A nationwide campaign urging children to make candles for soldiers has become so popular, he said, that anyone questioning it in a school chat group might be called a “Nazi and an accomplice of the West.”
At the same time, he argued, daily life has changed little for Russians without a family member fighting in Ukraine, which has hidden or assuaged the costs of the war. Western officials estimate that at least 200,000 Russians have been killed or wounded in Ukraine, a far more serious toll than analysts had predicted when the war began. Yet the economy has suffered much less than analysts predicted, with Western sanctions having failed to drastically reduce average Russians’ quality of life even as many Western brands departed.
“One of the scariest observations, I think, is that for the most part, nothing has changed for people,” Mr. Chernyshov said, describing the urban rhythm of restaurants and concerts and his students going on dates. “This tragedy gets pushed to the periphery.”
In Moscow, Mr. Putin’s new ideology of war is on display at the Victory Museum — a sprawling hilltop compound dedicated to the Soviet Union’s defeat of Nazi Germany.

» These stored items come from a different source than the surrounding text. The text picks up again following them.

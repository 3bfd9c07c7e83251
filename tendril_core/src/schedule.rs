// Copyright 2026 the Tendril Authors
// SPDX-License-Identifier: Apache-2.0 OR MIT

//! Deferred tasks and the explicit settle pass.
//!
//! Building a subtree is synchronous and bottom-up, so a provider registered
//! while its node is still detached cannot yet know its eventual parent.
//! Work that depends on the finished tree (starting lifecycle observation,
//! electing the navigation root) is queued with
//! [`Runtime::defer`](crate::Runtime::defer) and runs only when the host calls
//! [`Runtime::settle`](crate::Runtime::settle).
//!
//! A settle call runs in rounds. Each round runs the tasks queued when the
//! round began, first scheduled first run, then delivers the pending mutation
//! batch to the lifecycle monitor. Rounds repeat until both are empty or
//! [`RuntimeConfig::max_rounds`] is reached.

use alloc::boxed::Box;
use alloc::collections::VecDeque;
use alloc::vec::Vec;
use core::fmt;

use crate::runtime::Runtime;
use crate::trace::{SettleSummary, TaskEvent};

/// The error type deferred tasks may return.
pub type TaskError = Box<dyn core::error::Error>;

/// A deferred unit of work.
pub type Task = Box<dyn FnOnce(&mut Runtime) -> Result<(), TaskError>>;

/// Runtime tuning knobs.
#[derive(Clone, Copy, Debug, PartialEq, Eq)]
pub struct RuntimeConfig {
    /// Upper bound on rounds per settle call.
    pub max_rounds: u32,
    /// Destroy durably detached subtrees after reclaiming their providers.
    ///
    /// With `false`, detached nodes stay alive (without markers) so the host
    /// can inspect or reinsert them.
    pub destroy_detached: bool,
}

impl RuntimeConfig {
    /// Default configuration: 64 rounds, detached subtrees are destroyed.
    #[must_use]
    pub const fn new() -> Self {
        Self {
            max_rounds: 64,
            destroy_detached: true,
        }
    }

    /// Like [`new`](Self::new), but detached subtrees are kept alive.
    #[must_use]
    pub const fn retain_detached() -> Self {
        Self {
            max_rounds: 64,
            destroy_detached: false,
        }
    }
}

impl Default for RuntimeConfig {
    fn default() -> Self {
        Self::new()
    }
}

/// What a [`Runtime::settle`](crate::Runtime::settle) call did.
#[derive(Debug, Default)]
pub struct SettleReport {
    /// Rounds executed.
    pub rounds: u32,
    /// Tasks run across all rounds.
    pub tasks_run: u32,
    /// Mutation batches delivered.
    pub batches: u32,
    /// Registry entries reclaimed.
    pub reclaimed: u32,
    /// Errors returned by tasks, in execution order.
    pub errors: Vec<TaskError>,
    /// `true` if work was still pending when the round limit was hit.
    pub exhausted: bool,
}

impl SettleReport {
    /// Returns `true` if every task succeeded and the runtime is idle.
    #[must_use]
    pub fn is_clean(&self) -> bool {
        self.errors.is_empty() && !self.exhausted
    }

    fn summary(&self) -> SettleSummary {
        SettleSummary {
            rounds: self.rounds,
            tasks_run: self.tasks_run,
            batches: self.batches,
            reclaimed: self.reclaimed,
            failures: self.errors.len(),
            exhausted: self.exhausted,
        }
    }
}

struct Queued {
    seq: u64,
    label: &'static str,
    task: Task,
}

/// First-in-first-out queue of deferred tasks.
#[derive(Default)]
pub(crate) struct TaskQueue {
    queue: VecDeque<Queued>,
    next_seq: u64,
}

impl fmt::Debug for TaskQueue {
    fn fmt(&self, f: &mut fmt::Formatter<'_>) -> fmt::Result {
        f.debug_struct("TaskQueue")
            .field("len", &self.queue.len())
            .field("next_seq", &self.next_seq)
            .finish()
    }
}

impl TaskQueue {
    pub(crate) fn push(&mut self, label: &'static str, task: Task) -> u64 {
        let seq = self.next_seq;
        self.next_seq += 1;
        self.queue.push_back(Queued { seq, label, task });
        seq
    }

    pub(crate) fn len(&self) -> usize {
        self.queue.len()
    }

    pub(crate) fn is_empty(&self) -> bool {
        self.queue.is_empty()
    }

    fn pop(&mut self) -> Option<Queued> {
        self.queue.pop_front()
    }
}

impl Runtime {
    /// Queues a task for the next [`settle`](Self::settle) call.
    ///
    /// Returns the task's sequence number. Queued tasks cannot be cancelled;
    /// tasks addressing nodes must check
    /// [`NodeTree::is_alive`](crate::node::NodeTree::is_alive) themselves.
    pub fn defer(
        &mut self,
        label: &'static str,
        task: impl FnOnce(&mut Self) -> Result<(), TaskError> + 'static,
    ) -> u64 {
        self.queue.push(label, Box::new(task))
    }

    /// Returns the number of tasks waiting for the next settle call.
    #[must_use]
    pub fn pending_tasks(&self) -> usize {
        self.queue.len()
    }

    /// Returns `true` if no task and no structural change is pending.
    #[must_use]
    pub fn is_idle(&self) -> bool {
        self.queue.is_empty() && !self.tree.has_pending()
    }

    /// Runs deferred tasks and delivers structural changes until the runtime
    /// is idle.
    ///
    /// Task errors do not stop the pass; they are collected in the report.
    pub fn settle(&mut self) -> SettleReport {
        let mut report = SettleReport::default();
        while !self.is_idle() {
            if report.rounds >= self.config.max_rounds {
                report.exhausted = true;
                break;
            }
            report.rounds += 1;

            // Tasks queued by this round's tasks wait for the next round.
            let due = self.queue.len();
            for _ in 0..due {
                let Some(queued) = self.queue.pop() else {
                    break;
                };
                let result = (queued.task)(self);
                report.tasks_run += 1;
                self.tracer().task(&TaskEvent {
                    seq: queued.seq,
                    label: queued.label,
                    ok: result.is_ok(),
                });
                if let Err(err) = result {
                    report.errors.push(err);
                }
            }

            if self.tree.has_pending() {
                let batch = self.tree.take_batch();
                report.batches += 1;
                report.reclaimed += self.deliver(&batch) as u32;
            }
        }
        let summary = report.summary();
        self.tracer().settle(&summary);
        report
    }
}
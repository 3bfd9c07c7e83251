// Copyright 2026 the Tendril Authors
// SPDX-License-Identifier: Apache-2.0 OR MIT

//! Hierarchical routing and link navigation on top of `tendril_core`.
//!
//! Routes and links are ordinary nodes that provide a capability through the
//! tree-scoped registry. The router never keeps a tree of its own: a route's
//! parent is whatever [`lookup_up`](tendril_core::Runtime::lookup_up) finds,
//! and its children are whatever
//! [`lookup_children`](tendril_core::Runtime::lookup_children) finds, at the
//! moment of asking.
//!
//! ```text
//!  History ──pop──► root route ──draw──► child routes ──draw──► ...
//!     ▲                 ▲
//!     │ push            │ navigate (bubbles up until a pattern matches)
//!     └──────────── Link::activate
//! ```
//!
//! # Setup
//!
//! Call [`Router::install`] once per [`Runtime`](tendril_core::Runtime) with a
//! [`History`] implementation. Build routes with [`Route`] and links with
//! [`Link`], link the returned nodes wherever they belong, and call
//! [`settle`](tendril_core::Runtime::settle). The top-level route elects
//! itself navigation root during that settle and draws the current path.
//!
//! # Features
//!
//! - `trace`: forwards router events (draw, clear, navigate, not-found, link
//!   refresh) to the runtime's trace sink.

mod error;
mod history;
mod link;
mod pattern;
mod route;
mod router;

pub use error::{PatternError, RouterError};
pub use history::{History, ListenerId, MemoryHistory, PopListener};
pub use link::{Link, LinkCapability, LinkRenderFn, LinkView};
pub use pattern::{Params, PathMatch, Pattern};
pub use route::{NotFoundFn, RenderFn, Route, RouteCapability, RouteState};
pub use router::Router;
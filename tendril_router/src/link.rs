// Copyright 2026 the Tendril Authors
// SPDX-License-Identifier: Apache-2.0 OR MIT

//! Links: navigation requests with an active/inactive view.

use std::cell::Cell;
use std::fmt;
use std::rc::Rc;

use tendril_core::node::NodeId;
use tendril_core::trace::LinkRefreshEvent;
use tendril_core::{Content, Runtime};

use crate::error::RouterError;
use crate::history::{ListenerId, PopListener};
use crate::route::place;
use crate::router::Router;

/// What a link render function sees.
#[derive(Clone, Copy, Debug, PartialEq, Eq)]
pub struct LinkView<'a> {
    /// The navigation target.
    pub to: &'a str,
    /// Whether `to` is the current history path.
    pub active: bool,
}

/// Renders a link's content.
pub type LinkRenderFn = Rc<dyn Fn(&mut Runtime, &LinkView<'_>) -> Result<Content, RouterError>>;

/// The capability a link node provides.
pub struct LinkCapability {
    node: NodeId,
    to: String,
    render: LinkRenderFn,
    active: Cell<bool>,
    subscription: Cell<Option<ListenerId>>,
}

impl fmt::Debug for LinkCapability {
    fn fmt(&self, f: &mut fmt::Formatter<'_>) -> fmt::Result {
        f.debug_struct("LinkCapability")
            .field("node", &self.node)
            .field("to", &self.to)
            .field("active", &self.active.get())
            .field("subscription", &self.subscription.get())
            .finish_non_exhaustive()
    }
}

impl LinkCapability {
    /// The link's element.
    #[must_use]
    pub fn node(&self) -> NodeId {
        self.node
    }

    /// The navigation target.
    #[must_use]
    pub fn to(&self) -> &str {
        &self.to
    }

    /// Whether the link was active at its last refresh.
    #[must_use]
    pub fn is_active(&self) -> bool {
        self.active.get()
    }

    /// Whether the link holds a pop subscription.
    #[must_use]
    pub fn is_subscribed(&self) -> bool {
        self.subscription.get().is_some()
    }

    /// Drops the link's pop subscription, if any.
    pub(crate) fn unsubscribe(&self, router: &Router) -> bool {
        match self.subscription.take() {
            Some(id) => router.history().unsubscribe(id),
            None => false,
        }
    }

    /// Re-evaluates the active state against the current history path and
    /// re-renders if it flipped. Returns whether it flipped.
    pub fn refresh(&self, rt: &mut Runtime) -> Result<bool, RouterError> {
        let router = Router::get(rt)?;
        let active = router.history().current_path() == self.to;
        let changed = active != self.active.get();
        if changed {
            self.active.set(active);
            self.paint(rt)?;
        }
        rt.tracer().link_refresh(&LinkRefreshEvent {
            link: self.node,
            to: &self.to,
            active,
            changed,
        });
        Ok(changed)
    }

    fn paint(&self, rt: &mut Runtime) -> Result<(), RouterError> {
        paint(rt, self.node, &self.to, self.active.get(), &self.render)
    }
}

fn paint(
    rt: &mut Runtime,
    node: NodeId,
    to: &str,
    active: bool,
    render: &LinkRenderFn,
) -> Result<(), RouterError> {
    if active {
        rt.tree_mut().set_attribute(node, "aria-current", "page");
    } else {
        rt.tree_mut().remove_attribute(node, "aria-current");
    }
    let content = render(rt, &LinkView { to, active })?;
    place(rt, node, &content)
}

fn render_target(rt: &mut Runtime, view: &LinkView<'_>) -> Result<Content, RouterError> {
    Ok(vec![rt.text(view.to)])
}

/// Builder for link nodes.
pub struct Link {
    to: String,
    render: Option<LinkRenderFn>,
    track_history: bool,
}

impl fmt::Debug for Link {
    fn fmt(&self, f: &mut fmt::Formatter<'_>) -> fmt::Result {
        f.debug_struct("Link")
            .field("to", &self.to)
            .field("has_render", &self.render.is_some())
            .field("track_history", &self.track_history)
            .finish()
    }
}

impl Link {
    /// Starts a link to the absolute path `to`.
    pub fn new(to: impl Into<String>) -> Self {
        Self {
            to: to.into(),
            render: None,
            track_history: false,
        }
    }

    /// Sets the render function. Without one, the link shows its target.
    #[must_use]
    pub fn render(
        mut self,
        f: impl Fn(&mut Runtime, &LinkView<'_>) -> Result<Content, RouterError> + 'static,
    ) -> Self {
        self.render = Some(Rc::new(f));
        self
    }

    /// Also refresh on back/forward navigation.
    ///
    /// The subscription is dropped when the link is cleared by its route or
    /// reclaimed.
    #[must_use]
    pub fn track_history(mut self) -> Self {
        self.track_history = true;
        self
    }

    /// Creates the detached link node, renders it once, and registers its
    /// capability.
    pub fn build(self, rt: &mut Runtime) -> Result<NodeId, RouterError> {
        let router = Router::get(rt)?;
        let node = rt.element("link", []);
        rt.tree_mut().set_attribute(node, "href", self.to.as_str());
        let render = self.render.unwrap_or_else(|| Rc::new(render_target));
        let active = router.history().current_path() == self.to;
        paint(rt, node, &self.to, active, &render)?;

        let subscription = self.track_history.then(|| {
            let listener: PopListener = Rc::new(move |rt: &mut Runtime| -> Result<(), RouterError> {
                let router = Router::get(rt)?;
                if !rt.tree().is_alive(node) {
                    return Ok(());
                }
                if let Some(link) = rt.provided(node, router.link_kind()) {
                    link.refresh(rt)?;
                }
                Ok(())
            });
            router.history().subscribe_pop(listener)
        });

        let capability = LinkCapability {
            node,
            to: self.to,
            render,
            active: Cell::new(active),
            subscription: Cell::new(subscription),
        };
        let provider = match rt.register(node, router.link_kind(), Some(capability)) {
            Ok(provider) => provider,
            Err(err) => {
                if let Some(id) = subscription {
                    router.history().unsubscribe(id);
                }
                return Err(err.into());
            }
        };
        if let Some(id) = subscription {
            let history = Rc::clone(router.history());
            rt.on_reclaim(
                provider,
                Box::new(move || {
                    history.unsubscribe(id);
                }),
            );
        }
        Ok(node)
    }

    /// Activates the link at `node`: the nearest enclosing route navigates to
    /// the link's target (recording a history entry), then every link
    /// refreshes its active state.
    pub fn activate(rt: &mut Runtime, node: NodeId) -> Result<(), RouterError> {
        let router = Router::get(rt)?;
        let link = rt
            .provided(node, router.link_kind())
            .ok_or(RouterError::NotALink(node))?;
        let route = rt
            .lookup_up(node, router.route_kind())
            .ok_or(RouterError::NoEnclosingRoute(node))?;
        route.navigate(rt, link.to(), true)?;
        Router::refresh_links(rt)
    }
}

#[cfg(test)]
mod tests {
    use super::*;
    use crate::history::{History, MemoryHistory};
    use crate::route::Route;

    fn setup(path: &str) -> (Runtime, Rc<MemoryHistory>) {
        let mut rt = Runtime::new();
        let history = Rc::new(MemoryHistory::new(path));
        Router::install(&mut rt, history.clone());
        (rt, history)
    }

    #[test]
    fn default_render_shows_target_and_marks_active() {
        let (mut rt, _) = setup("/home");
        let home = Link::new("/home").build(&mut rt).unwrap();
        let away = Link::new("/away").build(&mut rt).unwrap();
        assert_eq!(rt.tree().text_content(home), "/home");
        assert_eq!(rt.tree().attribute(home, "href"), Some("/home"));
        assert_eq!(rt.tree().attribute(home, "aria-current"), Some("page"));
        assert_eq!(rt.tree().attribute(away, "aria-current"), None);
    }

    #[test]
    fn refresh_repaints_only_on_flip() {
        let (mut rt, history) = setup("/");
        let paints = Rc::new(Cell::new(0));
        let count = Rc::clone(&paints);
        let node = Link::new("/a")
            .render(move |rt, view| {
                count.set(count.get() + 1);
                let label = if view.active { "[a]" } else { "a" };
                Ok(vec![rt.text(label)])
            })
            .build(&mut rt)
            .unwrap();
        let router = Router::get(&rt).unwrap();
        let link = rt.provided(node, router.link_kind()).unwrap();
        assert_eq!(paints.get(), 1);

        assert!(!link.refresh(&mut rt).unwrap());
        assert_eq!(paints.get(), 1, "inactive stays inactive");

        history.push_path("/a");
        assert!(link.refresh(&mut rt).unwrap());
        assert!(link.is_active());
        assert_eq!(rt.tree().text_content(node), "[a]");
        assert_eq!(paints.get(), 2);
    }

    #[test]
    fn tracked_links_drop_their_subscription_when_reclaimed() {
        let (mut rt, history) = setup("/");
        let node = Link::new("/a").track_history().build(&mut rt).unwrap();
        rt.mount([node]);
        rt.settle();
        assert_eq!(history.listener_count(), 1);

        rt.remove(node);
        rt.settle();
        assert_eq!(history.listener_count(), 0);
    }

    #[test]
    fn activation_needs_an_enclosing_route() {
        let (mut rt, _) = setup("/");
        let node = Link::new("/a").build(&mut rt).unwrap();
        assert!(matches!(
            Link::activate(&mut rt, node),
            Err(RouterError::NoEnclosingRoute(n)) if n == node
        ));
        let plain = rt.element("div", []);
        assert!(matches!(
            Link::activate(&mut rt, plain),
            Err(RouterError::NotALink(_))
        ));
    }

    #[test]
    fn tracked_link_follows_back_navigation() {
        let (mut rt, history) = setup("/");
        let link = Link::new("/a").track_history().build(&mut rt).unwrap();
        let root = Route::new("")
            .render(move |_, _| Ok(vec![link]))
            .build(&mut rt)
            .unwrap();
        rt.mount([root]);
        rt.settle();

        Link::activate(&mut rt, link).unwrap();
        assert_eq!(rt.tree().attribute(link, "aria-current"), Some("page"));

        assert!(Router::back(&mut rt).unwrap());
        assert_eq!(history.current_path(), "/");
        assert_eq!(rt.tree().attribute(link, "aria-current"), None);
    }
}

One new exhibit, “NATOzism,” declares that “the purpose of creating NATO was to achieve world domination.” A second, “Everyday Nazism,” includes artifacts from Ukraine’s Azov Battalion, which has far-right connections, as evidence for the false assertion that Ukraine is committing “genocide” against Russians.
“It was scary, creepy and awful,” one patron named Liza, 19, said of what the exhibit had shown her, declining to give her last name because of the political sensitivity of the subject. She said she was distressed to learn of this behavior by the Ukrainians, as presented by Russian propaganda. “It shouldn’t be that way,” she said, signaling her support for Mr. Putin’s invasion.